_Task details_. State the number of lines in the following material that contain the string "impl", and nothing else.

[[ Data for processing open ]]

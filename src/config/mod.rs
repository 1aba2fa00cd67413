//! Configuration management subsystem.
//!
//! # Data Flow
//! ```text
//! config file (TOML)
//!     → loader.rs (parse & deserialize)
//!     → validation.rs (semantic checks)
//!     → BridgeConfig (validated, immutable)
//!     → relay / host / session server
//!
//! On file change:
//!     watcher.rs detects change
//!     → loader.rs loads new config
//!     → validation.rs validates
//!     → host swaps in the new wallet section
//!     → connected pages receive a config push
//! ```
//!
//! # Design Decisions
//! - Config is immutable once loaded; changes require full reload
//! - All fields have defaults to allow minimal configs
//! - Validation separates syntactic (serde) from semantic checks

pub mod loader;
pub mod schema;
pub mod validation;
pub mod watcher;

pub use schema::BridgeConfig;
pub use schema::ChainConfig;
pub use schema::HostConfig;
pub use schema::ObservabilityConfig;
pub use schema::RelayConfig;
pub use schema::SessionConfig;
pub use schema::WalletConfig;
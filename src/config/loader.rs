//! Configuration loading from disk.

use std::fs;
use std::path::Path;

use crate::config::schema::BridgeConfig;
use crate::config::validation::{validate_config, ValidationError};

/// Error type for configuration loading.
#[derive(Debug)]
pub enum ConfigError {
    Io(std::io::Error),
    Parse(toml::de::Error),
    Validation(Vec<ValidationError>),
}

impl std::fmt::Display for ConfigError {
    fn fmt(&self, f: &mut std::fmt::Formatter<'_>) -> std::fmt::Result {
        match self {
            ConfigError::Io(e) => write!(f, "IO error: {}", e),
            ConfigError::Parse(e) => write!(f, "Parse error: {}", e),
            ConfigError::Validation(errors) => {
                write!(f, "Validation failed: ")?;
                for (i, err) in errors.iter().enumerate() {
                    if i > 0 {
                        write!(f, ", ")?;
                    }
                    write!(f, "{}", err)?;
                }
                Ok(())
            }
        }
    }
}

impl std::error::Error for ConfigError {}

/// Parse and validate configuration from TOML text.
pub fn parse_config(content: &str) -> Result<BridgeConfig, ConfigError> {
    let config: BridgeConfig = toml::from_str(content).map_err(ConfigError::Parse)?;
    validate_config(&config).map_err(ConfigError::Validation)?;
    Ok(config)
}

/// Load and validate configuration from a TOML file.
pub fn load_config(path: &Path) -> Result<BridgeConfig, ConfigError> {
    let content = fs::read_to_string(path).map_err(ConfigError::Io)?;
    parse_config(&content)
}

[[ Data for processing closed ]]

_Answer for this exercise_. 2